DATA TO USE Start Marker

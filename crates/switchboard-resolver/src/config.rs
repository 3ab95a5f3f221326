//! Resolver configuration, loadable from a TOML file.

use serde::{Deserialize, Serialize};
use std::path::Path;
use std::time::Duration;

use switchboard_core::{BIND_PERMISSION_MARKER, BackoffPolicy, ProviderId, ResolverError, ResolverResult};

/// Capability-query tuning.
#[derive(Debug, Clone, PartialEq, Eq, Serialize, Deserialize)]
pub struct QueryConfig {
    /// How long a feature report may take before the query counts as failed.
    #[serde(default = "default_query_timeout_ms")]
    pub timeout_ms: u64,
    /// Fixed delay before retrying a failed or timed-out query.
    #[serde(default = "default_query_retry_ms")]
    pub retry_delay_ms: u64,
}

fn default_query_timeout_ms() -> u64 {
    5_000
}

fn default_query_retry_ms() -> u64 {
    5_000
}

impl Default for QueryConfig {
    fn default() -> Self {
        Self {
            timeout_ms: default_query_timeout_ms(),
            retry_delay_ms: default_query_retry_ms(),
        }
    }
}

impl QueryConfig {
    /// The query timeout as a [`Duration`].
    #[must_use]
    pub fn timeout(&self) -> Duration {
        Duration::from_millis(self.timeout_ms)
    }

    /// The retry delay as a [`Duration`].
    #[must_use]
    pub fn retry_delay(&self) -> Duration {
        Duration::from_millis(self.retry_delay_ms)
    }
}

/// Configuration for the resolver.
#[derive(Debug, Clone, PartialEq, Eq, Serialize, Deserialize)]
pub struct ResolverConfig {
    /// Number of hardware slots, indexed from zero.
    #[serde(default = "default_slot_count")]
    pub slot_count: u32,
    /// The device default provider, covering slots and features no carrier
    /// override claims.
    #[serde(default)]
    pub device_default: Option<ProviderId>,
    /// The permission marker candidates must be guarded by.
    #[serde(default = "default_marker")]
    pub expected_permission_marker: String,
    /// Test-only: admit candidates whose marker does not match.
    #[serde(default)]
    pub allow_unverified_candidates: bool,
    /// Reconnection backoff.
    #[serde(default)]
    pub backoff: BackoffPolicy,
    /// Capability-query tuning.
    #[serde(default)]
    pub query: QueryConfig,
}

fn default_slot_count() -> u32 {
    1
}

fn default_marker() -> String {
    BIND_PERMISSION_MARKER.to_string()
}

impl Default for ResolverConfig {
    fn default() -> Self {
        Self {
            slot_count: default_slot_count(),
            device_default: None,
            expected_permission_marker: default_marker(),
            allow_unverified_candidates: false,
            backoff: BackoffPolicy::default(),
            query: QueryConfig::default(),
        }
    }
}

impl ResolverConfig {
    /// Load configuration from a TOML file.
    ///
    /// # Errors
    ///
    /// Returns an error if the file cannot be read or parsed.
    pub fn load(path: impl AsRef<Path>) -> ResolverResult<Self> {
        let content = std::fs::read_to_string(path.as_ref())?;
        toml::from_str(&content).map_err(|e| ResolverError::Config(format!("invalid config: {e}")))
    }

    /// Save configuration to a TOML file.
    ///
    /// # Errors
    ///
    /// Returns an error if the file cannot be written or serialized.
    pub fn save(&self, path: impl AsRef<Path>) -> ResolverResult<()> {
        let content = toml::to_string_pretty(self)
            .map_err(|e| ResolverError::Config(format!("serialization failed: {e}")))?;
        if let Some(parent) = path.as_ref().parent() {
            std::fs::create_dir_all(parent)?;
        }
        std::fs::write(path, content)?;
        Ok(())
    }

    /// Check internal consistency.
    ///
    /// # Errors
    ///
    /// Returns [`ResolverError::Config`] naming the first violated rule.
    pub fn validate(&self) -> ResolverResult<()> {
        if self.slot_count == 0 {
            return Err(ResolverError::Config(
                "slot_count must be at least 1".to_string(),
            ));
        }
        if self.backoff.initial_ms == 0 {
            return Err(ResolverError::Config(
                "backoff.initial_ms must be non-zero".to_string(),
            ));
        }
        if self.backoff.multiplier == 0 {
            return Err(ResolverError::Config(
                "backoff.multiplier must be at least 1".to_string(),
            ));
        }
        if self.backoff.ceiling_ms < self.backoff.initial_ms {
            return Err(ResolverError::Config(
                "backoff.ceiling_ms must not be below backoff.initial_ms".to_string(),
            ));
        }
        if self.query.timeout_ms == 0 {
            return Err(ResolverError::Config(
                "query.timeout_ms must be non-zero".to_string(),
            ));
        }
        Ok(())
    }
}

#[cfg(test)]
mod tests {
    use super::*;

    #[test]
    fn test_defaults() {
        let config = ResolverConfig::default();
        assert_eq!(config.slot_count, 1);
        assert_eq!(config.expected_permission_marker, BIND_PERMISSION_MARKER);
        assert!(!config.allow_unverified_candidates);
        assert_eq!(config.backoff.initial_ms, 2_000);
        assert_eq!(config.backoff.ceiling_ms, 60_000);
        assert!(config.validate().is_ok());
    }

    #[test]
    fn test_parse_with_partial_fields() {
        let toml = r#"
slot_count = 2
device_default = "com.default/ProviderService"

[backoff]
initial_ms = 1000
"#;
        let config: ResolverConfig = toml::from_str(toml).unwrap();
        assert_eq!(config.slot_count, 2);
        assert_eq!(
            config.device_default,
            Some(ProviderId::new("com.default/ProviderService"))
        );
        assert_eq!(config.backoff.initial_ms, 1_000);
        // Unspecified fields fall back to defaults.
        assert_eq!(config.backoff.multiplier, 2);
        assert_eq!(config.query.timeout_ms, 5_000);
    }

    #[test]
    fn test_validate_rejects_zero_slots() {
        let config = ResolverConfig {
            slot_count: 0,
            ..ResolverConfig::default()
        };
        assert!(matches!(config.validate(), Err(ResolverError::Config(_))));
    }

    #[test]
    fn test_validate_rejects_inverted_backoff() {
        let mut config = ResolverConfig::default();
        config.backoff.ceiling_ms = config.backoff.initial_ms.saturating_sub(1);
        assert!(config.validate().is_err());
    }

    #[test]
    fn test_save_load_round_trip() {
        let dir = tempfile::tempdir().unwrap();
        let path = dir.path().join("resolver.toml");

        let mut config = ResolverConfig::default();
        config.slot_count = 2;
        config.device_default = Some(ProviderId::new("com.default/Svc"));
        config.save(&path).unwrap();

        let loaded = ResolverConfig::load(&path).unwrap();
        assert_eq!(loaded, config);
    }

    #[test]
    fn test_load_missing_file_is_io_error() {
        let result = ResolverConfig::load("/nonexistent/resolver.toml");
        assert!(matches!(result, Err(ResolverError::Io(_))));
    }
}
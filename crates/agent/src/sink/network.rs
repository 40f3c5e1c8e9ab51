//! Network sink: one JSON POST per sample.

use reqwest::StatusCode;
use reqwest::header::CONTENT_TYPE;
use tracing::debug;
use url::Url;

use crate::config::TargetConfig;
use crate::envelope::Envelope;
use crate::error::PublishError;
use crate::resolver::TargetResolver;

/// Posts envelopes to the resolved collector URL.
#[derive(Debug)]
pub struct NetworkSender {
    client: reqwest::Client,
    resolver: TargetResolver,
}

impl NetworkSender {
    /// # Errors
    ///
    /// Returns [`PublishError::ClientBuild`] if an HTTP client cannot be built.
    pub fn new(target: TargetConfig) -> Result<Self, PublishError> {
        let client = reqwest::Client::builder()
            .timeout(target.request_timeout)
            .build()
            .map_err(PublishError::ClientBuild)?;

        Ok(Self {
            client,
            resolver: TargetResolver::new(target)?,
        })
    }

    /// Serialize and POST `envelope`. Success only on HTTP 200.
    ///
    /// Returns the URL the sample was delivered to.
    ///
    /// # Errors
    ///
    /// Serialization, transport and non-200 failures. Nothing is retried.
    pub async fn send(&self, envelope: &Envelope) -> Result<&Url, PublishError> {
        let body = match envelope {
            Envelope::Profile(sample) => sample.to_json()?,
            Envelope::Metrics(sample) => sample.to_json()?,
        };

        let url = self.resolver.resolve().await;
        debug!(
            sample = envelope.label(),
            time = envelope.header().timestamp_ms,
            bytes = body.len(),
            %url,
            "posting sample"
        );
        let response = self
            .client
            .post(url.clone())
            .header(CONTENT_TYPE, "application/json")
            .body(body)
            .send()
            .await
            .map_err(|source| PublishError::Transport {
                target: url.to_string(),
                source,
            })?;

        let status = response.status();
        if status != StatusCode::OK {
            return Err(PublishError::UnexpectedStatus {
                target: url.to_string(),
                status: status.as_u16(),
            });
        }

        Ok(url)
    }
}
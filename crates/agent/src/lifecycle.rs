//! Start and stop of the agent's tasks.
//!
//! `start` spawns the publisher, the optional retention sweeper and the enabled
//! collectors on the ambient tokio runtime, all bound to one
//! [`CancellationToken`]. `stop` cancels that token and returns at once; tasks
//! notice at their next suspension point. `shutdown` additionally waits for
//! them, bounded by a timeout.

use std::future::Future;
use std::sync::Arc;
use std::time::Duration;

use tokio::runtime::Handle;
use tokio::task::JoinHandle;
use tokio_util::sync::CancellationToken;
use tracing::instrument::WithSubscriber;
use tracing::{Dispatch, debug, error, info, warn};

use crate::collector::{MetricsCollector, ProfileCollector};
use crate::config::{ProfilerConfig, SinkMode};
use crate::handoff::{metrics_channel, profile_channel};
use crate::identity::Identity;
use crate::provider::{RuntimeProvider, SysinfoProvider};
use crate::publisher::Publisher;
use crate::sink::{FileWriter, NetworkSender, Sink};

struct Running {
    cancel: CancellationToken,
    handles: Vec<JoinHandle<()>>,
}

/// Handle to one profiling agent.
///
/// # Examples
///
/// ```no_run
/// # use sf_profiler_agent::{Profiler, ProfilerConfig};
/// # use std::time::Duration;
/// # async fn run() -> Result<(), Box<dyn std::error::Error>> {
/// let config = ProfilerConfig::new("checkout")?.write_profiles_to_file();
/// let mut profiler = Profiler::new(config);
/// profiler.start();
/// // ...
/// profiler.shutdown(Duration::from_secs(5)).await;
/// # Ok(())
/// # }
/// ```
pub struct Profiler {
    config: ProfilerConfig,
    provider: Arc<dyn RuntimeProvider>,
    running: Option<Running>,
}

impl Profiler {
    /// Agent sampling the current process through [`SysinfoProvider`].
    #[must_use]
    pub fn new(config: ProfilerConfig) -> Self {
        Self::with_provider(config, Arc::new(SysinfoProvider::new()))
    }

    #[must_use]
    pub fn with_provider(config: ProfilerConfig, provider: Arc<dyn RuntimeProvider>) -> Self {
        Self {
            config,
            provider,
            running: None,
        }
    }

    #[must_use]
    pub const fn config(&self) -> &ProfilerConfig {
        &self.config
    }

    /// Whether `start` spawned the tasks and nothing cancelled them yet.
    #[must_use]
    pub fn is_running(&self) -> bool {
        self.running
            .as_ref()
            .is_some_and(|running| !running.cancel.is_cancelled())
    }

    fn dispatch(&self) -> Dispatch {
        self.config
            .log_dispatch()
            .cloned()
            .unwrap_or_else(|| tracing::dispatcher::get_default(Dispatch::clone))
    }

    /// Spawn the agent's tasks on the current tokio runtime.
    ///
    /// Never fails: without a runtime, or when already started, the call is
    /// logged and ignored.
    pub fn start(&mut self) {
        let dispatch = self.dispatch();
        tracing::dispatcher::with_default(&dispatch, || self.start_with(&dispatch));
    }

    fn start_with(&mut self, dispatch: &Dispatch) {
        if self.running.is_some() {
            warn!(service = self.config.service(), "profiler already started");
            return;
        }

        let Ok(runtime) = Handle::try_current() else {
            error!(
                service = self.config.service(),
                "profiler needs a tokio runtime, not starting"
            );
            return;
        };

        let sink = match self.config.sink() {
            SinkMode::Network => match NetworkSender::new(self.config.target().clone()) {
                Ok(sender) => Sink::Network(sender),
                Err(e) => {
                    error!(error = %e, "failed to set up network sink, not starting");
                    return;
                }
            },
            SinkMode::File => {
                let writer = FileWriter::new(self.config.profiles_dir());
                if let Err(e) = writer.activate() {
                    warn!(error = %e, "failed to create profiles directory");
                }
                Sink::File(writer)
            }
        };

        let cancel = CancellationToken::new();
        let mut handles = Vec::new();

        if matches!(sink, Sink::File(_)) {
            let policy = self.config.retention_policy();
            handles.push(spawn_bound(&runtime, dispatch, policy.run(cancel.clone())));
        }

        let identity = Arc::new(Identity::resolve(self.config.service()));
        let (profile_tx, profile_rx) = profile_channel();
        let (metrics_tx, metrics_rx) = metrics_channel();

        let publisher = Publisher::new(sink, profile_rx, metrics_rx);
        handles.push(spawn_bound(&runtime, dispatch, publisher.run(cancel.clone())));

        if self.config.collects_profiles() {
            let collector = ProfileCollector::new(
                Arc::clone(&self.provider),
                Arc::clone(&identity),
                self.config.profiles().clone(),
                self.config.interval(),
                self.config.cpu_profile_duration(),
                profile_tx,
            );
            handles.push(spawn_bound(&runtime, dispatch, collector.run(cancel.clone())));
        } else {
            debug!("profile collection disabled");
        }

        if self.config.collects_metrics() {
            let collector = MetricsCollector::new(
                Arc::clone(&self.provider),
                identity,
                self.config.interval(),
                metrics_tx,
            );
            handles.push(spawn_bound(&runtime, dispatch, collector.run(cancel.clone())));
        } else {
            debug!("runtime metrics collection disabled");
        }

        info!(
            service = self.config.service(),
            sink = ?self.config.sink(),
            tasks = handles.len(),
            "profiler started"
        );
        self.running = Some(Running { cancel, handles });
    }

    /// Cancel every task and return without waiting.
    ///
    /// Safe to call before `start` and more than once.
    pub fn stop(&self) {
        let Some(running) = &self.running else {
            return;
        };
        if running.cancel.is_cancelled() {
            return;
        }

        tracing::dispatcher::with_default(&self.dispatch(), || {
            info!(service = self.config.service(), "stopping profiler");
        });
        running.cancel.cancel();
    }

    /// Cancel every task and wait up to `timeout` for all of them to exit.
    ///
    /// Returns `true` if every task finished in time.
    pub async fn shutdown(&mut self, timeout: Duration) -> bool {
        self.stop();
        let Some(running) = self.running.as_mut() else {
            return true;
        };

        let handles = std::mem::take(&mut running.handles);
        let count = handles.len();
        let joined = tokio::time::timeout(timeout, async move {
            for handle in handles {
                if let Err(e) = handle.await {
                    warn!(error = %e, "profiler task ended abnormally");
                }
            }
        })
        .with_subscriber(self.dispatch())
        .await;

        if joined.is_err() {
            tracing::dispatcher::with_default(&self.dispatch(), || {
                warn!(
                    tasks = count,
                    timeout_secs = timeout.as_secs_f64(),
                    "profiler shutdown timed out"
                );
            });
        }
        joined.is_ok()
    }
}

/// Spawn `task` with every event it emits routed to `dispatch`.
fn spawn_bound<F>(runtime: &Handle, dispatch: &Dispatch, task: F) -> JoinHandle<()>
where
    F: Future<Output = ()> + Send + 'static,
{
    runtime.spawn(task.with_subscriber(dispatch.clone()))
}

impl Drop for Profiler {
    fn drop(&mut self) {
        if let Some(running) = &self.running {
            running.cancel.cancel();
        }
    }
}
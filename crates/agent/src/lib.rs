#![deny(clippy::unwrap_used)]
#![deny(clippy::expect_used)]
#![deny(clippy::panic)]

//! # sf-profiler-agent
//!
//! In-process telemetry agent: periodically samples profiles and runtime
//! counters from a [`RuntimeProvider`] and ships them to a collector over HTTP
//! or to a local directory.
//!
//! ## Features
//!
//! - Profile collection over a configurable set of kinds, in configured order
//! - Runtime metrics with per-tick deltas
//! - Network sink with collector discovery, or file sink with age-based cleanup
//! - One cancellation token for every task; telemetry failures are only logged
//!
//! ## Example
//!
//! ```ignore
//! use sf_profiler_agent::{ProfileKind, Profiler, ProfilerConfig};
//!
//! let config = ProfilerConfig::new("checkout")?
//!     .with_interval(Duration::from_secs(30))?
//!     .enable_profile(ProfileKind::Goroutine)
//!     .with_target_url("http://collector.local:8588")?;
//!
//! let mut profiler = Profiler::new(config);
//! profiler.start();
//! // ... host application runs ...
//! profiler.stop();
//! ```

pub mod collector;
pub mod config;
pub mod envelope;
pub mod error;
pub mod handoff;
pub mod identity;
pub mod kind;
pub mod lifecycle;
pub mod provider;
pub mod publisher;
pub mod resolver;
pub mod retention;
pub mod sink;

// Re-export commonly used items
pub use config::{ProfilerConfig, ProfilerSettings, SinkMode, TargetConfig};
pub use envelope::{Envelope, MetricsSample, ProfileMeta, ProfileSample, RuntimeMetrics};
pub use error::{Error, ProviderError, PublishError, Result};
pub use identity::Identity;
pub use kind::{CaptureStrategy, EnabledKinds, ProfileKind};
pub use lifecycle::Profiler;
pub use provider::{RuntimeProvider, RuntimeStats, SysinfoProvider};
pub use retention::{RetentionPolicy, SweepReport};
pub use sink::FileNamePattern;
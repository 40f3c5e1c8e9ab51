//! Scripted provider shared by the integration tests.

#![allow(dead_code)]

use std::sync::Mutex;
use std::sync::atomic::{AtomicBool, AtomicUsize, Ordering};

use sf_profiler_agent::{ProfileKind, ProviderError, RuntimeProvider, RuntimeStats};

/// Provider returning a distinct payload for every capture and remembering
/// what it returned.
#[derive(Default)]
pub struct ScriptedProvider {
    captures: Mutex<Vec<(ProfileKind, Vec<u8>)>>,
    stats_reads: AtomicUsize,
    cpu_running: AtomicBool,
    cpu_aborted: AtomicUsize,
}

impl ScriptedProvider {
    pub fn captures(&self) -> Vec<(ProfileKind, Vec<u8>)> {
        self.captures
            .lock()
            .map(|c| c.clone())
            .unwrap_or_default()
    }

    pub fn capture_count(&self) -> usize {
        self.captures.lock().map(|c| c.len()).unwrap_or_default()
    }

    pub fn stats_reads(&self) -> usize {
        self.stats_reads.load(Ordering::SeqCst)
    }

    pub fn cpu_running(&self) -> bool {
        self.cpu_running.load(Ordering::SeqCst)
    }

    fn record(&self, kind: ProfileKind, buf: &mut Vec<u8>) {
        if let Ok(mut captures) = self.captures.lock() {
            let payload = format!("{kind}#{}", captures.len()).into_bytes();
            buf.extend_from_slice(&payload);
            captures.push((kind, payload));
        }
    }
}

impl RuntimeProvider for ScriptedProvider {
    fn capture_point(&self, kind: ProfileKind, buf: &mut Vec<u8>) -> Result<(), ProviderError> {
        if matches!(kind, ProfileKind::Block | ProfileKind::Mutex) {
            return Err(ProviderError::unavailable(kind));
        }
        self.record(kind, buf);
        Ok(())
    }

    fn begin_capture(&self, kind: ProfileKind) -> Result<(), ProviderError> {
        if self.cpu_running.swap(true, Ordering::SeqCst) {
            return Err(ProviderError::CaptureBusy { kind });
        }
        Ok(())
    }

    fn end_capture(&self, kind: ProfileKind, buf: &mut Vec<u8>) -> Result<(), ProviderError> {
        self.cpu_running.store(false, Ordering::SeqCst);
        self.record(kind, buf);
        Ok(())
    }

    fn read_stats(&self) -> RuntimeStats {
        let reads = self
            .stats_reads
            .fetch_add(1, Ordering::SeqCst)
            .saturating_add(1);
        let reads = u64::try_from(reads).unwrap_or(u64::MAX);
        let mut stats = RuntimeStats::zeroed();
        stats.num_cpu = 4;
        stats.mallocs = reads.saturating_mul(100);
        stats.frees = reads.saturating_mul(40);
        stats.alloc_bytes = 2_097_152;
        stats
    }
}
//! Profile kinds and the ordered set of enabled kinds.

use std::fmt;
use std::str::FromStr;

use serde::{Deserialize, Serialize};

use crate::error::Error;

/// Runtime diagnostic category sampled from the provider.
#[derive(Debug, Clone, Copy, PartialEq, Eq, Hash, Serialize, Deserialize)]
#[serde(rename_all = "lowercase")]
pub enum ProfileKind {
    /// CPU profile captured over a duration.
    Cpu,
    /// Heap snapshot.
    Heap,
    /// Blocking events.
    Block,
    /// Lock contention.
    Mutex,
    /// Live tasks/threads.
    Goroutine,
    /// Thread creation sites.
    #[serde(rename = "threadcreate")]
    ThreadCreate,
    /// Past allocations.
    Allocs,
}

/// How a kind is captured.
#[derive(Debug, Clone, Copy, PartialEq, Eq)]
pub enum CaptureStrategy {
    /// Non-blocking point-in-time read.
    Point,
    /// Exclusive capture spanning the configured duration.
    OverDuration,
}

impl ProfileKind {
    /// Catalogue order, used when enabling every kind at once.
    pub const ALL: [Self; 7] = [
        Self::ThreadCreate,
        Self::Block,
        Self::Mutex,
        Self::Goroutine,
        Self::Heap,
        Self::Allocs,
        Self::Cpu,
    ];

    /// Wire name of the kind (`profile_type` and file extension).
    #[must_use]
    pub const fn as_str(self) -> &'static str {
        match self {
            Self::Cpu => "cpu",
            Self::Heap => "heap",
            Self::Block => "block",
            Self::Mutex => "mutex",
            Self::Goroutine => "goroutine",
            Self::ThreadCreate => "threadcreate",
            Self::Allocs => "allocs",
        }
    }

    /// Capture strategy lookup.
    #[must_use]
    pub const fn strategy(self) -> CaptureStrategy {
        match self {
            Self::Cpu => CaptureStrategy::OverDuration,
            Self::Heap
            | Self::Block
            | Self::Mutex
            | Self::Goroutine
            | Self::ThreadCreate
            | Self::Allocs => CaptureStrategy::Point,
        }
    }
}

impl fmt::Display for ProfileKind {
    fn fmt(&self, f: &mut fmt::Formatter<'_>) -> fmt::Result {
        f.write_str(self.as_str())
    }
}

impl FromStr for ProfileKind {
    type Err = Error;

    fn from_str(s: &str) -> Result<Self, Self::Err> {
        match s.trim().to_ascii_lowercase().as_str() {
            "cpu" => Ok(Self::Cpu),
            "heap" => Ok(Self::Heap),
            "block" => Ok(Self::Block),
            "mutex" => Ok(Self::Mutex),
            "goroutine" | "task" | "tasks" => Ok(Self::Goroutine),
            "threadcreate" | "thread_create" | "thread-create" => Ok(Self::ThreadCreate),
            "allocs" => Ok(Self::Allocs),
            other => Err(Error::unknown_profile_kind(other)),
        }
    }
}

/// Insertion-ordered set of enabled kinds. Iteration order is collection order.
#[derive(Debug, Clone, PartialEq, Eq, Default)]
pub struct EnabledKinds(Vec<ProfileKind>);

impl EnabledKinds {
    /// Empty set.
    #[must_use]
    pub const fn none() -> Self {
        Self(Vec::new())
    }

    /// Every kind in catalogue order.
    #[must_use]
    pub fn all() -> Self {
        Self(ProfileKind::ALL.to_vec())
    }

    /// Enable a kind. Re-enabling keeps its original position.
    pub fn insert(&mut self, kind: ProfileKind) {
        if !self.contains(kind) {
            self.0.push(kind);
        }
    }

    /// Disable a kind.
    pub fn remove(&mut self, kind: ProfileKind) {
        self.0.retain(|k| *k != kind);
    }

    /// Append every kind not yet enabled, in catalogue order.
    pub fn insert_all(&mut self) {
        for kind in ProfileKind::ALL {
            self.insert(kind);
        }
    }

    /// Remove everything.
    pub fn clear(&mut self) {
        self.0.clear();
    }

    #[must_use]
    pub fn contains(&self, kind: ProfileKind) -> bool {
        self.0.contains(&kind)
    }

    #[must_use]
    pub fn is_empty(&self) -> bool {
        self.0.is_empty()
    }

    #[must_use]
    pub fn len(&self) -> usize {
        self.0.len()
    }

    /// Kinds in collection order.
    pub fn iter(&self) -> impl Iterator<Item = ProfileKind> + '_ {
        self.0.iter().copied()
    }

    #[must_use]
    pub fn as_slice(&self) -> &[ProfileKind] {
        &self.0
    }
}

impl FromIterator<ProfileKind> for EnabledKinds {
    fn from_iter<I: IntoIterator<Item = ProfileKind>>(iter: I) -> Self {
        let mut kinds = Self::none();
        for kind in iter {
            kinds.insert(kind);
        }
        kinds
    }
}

DATA TO USE End Marker

▶ [PROBLEM STATEMENT]:
In the records above, how many lines contain the string "disabled"? Only that number should be written.

▶ [OUTPUT OF THE EXERCISE]:
2